[Extracted records]
# # # # #

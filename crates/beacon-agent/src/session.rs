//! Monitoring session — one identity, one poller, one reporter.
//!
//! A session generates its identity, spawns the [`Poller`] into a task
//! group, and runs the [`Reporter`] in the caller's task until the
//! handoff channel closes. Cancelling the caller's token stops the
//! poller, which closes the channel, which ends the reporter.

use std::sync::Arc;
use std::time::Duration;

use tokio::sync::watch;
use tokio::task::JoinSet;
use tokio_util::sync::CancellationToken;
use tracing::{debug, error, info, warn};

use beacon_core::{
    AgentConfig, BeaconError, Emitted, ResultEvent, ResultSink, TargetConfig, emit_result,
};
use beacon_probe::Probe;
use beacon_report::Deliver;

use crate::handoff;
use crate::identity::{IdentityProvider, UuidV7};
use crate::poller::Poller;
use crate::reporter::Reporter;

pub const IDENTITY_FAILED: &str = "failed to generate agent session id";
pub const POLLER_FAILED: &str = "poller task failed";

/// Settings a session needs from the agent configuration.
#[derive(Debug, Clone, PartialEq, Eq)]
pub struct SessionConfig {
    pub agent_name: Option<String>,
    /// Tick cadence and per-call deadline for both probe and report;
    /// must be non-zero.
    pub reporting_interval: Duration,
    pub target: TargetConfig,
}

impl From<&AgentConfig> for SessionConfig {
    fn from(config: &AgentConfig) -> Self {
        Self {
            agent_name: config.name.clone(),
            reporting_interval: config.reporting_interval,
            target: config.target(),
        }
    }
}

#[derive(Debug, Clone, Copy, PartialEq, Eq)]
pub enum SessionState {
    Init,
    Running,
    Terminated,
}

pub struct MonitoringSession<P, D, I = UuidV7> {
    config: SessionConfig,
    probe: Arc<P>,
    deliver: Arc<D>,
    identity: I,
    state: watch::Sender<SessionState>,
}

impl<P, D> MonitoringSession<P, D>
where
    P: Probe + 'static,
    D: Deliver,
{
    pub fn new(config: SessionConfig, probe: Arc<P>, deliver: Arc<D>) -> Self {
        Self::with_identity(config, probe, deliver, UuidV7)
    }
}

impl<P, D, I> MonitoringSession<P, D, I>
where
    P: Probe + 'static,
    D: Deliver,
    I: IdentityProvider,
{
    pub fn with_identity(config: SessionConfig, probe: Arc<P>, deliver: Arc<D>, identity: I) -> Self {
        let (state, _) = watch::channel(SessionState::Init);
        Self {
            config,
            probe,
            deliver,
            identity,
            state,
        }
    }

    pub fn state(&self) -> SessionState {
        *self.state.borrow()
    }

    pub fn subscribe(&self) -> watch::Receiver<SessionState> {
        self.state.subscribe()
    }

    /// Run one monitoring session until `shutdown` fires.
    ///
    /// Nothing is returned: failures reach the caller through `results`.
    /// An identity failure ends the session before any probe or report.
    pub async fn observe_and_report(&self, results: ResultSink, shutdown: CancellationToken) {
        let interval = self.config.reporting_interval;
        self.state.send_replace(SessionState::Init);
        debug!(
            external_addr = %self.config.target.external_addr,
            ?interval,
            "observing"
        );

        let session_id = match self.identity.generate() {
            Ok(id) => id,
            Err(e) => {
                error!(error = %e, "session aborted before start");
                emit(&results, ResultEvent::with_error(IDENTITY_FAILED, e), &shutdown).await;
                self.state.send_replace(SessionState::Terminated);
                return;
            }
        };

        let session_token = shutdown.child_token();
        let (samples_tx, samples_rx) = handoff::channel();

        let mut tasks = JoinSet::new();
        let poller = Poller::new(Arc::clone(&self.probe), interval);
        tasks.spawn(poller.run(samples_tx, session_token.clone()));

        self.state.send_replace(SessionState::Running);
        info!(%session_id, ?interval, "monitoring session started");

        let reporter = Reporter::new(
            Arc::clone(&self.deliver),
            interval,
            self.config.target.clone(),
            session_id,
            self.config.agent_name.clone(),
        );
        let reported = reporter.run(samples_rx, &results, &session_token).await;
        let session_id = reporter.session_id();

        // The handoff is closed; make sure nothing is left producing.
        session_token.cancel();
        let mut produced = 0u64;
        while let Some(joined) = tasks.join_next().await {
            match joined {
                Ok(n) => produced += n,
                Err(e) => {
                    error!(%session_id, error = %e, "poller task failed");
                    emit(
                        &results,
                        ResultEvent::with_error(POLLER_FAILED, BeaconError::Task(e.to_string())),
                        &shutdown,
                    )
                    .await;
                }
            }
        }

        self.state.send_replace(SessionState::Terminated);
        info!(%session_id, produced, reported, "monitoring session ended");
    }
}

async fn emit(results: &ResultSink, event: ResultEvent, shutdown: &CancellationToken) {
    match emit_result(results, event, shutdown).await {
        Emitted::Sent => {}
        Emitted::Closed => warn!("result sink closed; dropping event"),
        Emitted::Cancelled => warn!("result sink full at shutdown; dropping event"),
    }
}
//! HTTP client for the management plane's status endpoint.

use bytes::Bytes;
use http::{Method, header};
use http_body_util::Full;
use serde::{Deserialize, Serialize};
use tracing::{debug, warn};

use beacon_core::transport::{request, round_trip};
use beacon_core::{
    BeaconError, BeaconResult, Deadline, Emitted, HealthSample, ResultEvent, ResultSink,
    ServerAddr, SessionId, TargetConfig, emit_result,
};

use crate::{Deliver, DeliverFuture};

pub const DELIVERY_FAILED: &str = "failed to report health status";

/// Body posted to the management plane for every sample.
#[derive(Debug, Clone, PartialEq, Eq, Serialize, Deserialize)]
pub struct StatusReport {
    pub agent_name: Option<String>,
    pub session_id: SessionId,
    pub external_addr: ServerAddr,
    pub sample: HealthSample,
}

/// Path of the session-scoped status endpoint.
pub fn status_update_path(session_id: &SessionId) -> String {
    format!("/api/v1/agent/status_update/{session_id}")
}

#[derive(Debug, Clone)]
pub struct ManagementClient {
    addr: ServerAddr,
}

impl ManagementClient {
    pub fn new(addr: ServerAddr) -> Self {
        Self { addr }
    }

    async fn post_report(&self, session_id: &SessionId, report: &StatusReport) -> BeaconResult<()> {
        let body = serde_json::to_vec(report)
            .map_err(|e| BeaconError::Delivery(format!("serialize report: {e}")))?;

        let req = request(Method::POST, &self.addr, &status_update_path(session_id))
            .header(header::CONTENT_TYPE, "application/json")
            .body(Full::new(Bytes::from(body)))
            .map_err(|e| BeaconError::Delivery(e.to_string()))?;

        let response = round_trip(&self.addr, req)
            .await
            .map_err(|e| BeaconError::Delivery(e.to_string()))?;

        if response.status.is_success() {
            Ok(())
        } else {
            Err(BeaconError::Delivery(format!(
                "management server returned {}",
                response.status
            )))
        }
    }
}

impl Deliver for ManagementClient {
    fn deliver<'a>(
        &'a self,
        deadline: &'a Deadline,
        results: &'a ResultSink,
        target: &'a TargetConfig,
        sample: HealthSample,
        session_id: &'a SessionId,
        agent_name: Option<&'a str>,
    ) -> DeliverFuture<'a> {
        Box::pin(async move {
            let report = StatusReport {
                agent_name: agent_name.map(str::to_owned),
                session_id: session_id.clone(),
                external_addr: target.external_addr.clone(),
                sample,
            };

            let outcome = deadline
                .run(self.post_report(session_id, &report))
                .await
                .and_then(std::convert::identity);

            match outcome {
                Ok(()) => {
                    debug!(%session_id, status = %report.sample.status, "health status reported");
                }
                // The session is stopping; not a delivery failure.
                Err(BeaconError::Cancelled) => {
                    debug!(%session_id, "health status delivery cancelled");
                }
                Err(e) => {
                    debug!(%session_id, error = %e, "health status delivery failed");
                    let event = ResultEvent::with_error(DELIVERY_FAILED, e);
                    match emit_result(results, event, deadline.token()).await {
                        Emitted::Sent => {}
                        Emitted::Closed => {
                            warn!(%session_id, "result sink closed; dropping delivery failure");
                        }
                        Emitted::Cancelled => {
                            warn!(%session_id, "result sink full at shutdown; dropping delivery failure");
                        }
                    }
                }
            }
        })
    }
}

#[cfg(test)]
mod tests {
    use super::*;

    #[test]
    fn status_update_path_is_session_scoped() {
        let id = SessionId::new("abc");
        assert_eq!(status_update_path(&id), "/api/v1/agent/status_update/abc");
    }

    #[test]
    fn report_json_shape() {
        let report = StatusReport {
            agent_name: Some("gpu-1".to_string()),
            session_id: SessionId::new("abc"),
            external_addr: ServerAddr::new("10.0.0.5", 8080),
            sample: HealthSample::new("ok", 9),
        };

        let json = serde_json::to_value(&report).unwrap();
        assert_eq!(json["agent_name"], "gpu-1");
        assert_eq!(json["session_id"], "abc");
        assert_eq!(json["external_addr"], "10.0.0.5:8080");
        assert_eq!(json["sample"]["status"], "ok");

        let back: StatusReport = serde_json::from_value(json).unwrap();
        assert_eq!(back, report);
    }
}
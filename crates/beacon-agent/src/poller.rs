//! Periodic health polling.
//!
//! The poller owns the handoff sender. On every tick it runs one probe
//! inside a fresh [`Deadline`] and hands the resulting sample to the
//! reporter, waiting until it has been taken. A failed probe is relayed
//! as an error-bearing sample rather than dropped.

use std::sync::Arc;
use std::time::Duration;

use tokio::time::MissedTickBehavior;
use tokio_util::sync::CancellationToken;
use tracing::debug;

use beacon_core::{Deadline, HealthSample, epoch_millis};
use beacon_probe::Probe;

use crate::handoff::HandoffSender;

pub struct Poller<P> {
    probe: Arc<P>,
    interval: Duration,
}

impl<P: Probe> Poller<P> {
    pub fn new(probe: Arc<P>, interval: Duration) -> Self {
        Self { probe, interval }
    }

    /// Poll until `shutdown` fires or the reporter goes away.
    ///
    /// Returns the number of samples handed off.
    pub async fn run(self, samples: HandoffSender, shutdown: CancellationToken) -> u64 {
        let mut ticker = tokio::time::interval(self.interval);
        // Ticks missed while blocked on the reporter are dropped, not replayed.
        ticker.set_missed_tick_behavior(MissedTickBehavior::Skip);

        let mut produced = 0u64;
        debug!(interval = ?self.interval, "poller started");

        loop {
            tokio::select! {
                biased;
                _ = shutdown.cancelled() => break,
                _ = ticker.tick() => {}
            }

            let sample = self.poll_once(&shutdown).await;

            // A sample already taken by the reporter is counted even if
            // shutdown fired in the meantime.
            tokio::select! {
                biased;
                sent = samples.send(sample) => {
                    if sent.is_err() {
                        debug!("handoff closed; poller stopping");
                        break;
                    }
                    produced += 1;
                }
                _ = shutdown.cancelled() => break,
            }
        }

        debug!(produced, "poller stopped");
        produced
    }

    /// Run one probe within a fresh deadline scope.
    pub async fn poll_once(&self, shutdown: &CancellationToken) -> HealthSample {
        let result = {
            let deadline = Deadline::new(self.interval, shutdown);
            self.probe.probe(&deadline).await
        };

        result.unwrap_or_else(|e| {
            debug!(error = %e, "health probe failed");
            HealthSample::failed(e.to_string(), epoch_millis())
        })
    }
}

# # # # #

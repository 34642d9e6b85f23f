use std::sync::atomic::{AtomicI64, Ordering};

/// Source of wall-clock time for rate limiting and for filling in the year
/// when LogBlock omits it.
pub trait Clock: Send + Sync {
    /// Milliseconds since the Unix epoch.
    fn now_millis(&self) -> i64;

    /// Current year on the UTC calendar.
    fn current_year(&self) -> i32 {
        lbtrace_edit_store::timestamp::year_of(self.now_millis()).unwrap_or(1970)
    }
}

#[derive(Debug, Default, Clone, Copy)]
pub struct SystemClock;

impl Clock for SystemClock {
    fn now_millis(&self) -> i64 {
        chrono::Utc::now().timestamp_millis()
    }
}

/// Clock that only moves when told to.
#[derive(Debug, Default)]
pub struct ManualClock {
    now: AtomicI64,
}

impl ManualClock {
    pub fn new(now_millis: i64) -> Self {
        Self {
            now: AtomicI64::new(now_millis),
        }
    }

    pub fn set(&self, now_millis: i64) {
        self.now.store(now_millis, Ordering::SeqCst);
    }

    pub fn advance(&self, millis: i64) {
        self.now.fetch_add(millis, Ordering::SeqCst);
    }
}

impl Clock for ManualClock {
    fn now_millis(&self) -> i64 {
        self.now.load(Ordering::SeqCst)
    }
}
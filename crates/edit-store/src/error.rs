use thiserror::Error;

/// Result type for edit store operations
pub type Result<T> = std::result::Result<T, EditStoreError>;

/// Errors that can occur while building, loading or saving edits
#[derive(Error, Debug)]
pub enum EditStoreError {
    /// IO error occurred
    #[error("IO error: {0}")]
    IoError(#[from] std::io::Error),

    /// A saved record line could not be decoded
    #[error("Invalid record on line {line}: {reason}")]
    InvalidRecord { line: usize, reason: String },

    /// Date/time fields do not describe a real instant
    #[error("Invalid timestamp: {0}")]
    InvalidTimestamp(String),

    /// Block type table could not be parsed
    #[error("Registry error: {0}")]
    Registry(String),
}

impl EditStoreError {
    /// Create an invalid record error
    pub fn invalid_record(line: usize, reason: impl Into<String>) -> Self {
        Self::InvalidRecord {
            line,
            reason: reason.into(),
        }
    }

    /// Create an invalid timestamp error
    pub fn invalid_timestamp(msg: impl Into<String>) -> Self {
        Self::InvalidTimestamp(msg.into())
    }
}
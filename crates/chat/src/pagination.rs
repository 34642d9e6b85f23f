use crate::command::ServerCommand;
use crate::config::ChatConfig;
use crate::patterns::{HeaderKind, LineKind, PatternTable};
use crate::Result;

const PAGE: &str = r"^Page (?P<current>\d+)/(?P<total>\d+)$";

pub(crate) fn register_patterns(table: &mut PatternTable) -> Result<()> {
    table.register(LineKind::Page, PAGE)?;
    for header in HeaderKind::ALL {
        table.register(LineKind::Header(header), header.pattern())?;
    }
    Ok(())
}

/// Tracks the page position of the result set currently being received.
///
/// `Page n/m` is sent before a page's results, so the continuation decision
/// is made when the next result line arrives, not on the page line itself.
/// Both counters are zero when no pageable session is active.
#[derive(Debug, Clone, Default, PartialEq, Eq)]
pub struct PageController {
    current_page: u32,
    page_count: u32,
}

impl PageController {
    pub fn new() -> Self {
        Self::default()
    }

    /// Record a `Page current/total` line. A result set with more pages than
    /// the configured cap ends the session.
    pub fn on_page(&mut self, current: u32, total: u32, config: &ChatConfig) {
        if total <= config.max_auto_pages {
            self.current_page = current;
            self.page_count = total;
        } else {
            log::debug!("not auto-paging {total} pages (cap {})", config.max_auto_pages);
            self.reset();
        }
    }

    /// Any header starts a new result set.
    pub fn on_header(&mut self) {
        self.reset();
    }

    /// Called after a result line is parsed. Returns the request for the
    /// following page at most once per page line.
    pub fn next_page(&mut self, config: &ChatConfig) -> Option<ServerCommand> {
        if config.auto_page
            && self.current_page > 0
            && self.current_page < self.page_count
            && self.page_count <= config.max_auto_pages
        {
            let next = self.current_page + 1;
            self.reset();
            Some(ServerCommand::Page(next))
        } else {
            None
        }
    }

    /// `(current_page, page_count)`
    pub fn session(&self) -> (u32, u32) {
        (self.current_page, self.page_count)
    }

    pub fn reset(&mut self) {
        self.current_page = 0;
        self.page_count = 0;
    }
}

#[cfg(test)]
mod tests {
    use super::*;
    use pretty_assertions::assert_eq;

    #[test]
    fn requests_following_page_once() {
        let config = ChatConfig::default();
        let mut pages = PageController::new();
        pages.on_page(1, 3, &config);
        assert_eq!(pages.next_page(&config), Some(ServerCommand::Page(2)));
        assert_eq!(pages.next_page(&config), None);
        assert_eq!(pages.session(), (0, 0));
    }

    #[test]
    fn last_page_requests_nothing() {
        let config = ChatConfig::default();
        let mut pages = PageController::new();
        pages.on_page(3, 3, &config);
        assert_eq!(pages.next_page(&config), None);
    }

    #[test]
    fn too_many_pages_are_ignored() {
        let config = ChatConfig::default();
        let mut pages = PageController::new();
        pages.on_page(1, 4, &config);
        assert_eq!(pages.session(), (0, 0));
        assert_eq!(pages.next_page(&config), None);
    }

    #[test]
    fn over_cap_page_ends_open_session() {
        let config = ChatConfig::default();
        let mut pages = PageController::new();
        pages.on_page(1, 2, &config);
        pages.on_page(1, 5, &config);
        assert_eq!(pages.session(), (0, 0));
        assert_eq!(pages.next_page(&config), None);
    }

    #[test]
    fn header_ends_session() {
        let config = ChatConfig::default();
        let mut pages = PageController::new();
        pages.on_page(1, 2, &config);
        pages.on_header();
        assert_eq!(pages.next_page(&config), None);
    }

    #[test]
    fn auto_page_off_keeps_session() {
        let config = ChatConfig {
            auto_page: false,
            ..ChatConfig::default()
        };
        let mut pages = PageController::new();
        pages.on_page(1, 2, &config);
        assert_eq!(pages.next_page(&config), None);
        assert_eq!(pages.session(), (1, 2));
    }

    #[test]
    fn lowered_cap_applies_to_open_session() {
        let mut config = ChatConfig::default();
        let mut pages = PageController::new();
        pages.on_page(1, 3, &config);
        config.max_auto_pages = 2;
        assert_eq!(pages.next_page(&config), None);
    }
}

# # # # #

Your objective> Reproduce each line above that contains "format".

Your solution>
    format!("/api/v1/agent/status_update/{session_id}")
            .map_err(|e| BeaconError::Delivery(format!("serialize report: {e}")))?;
            Err(BeaconError::Delivery(format!(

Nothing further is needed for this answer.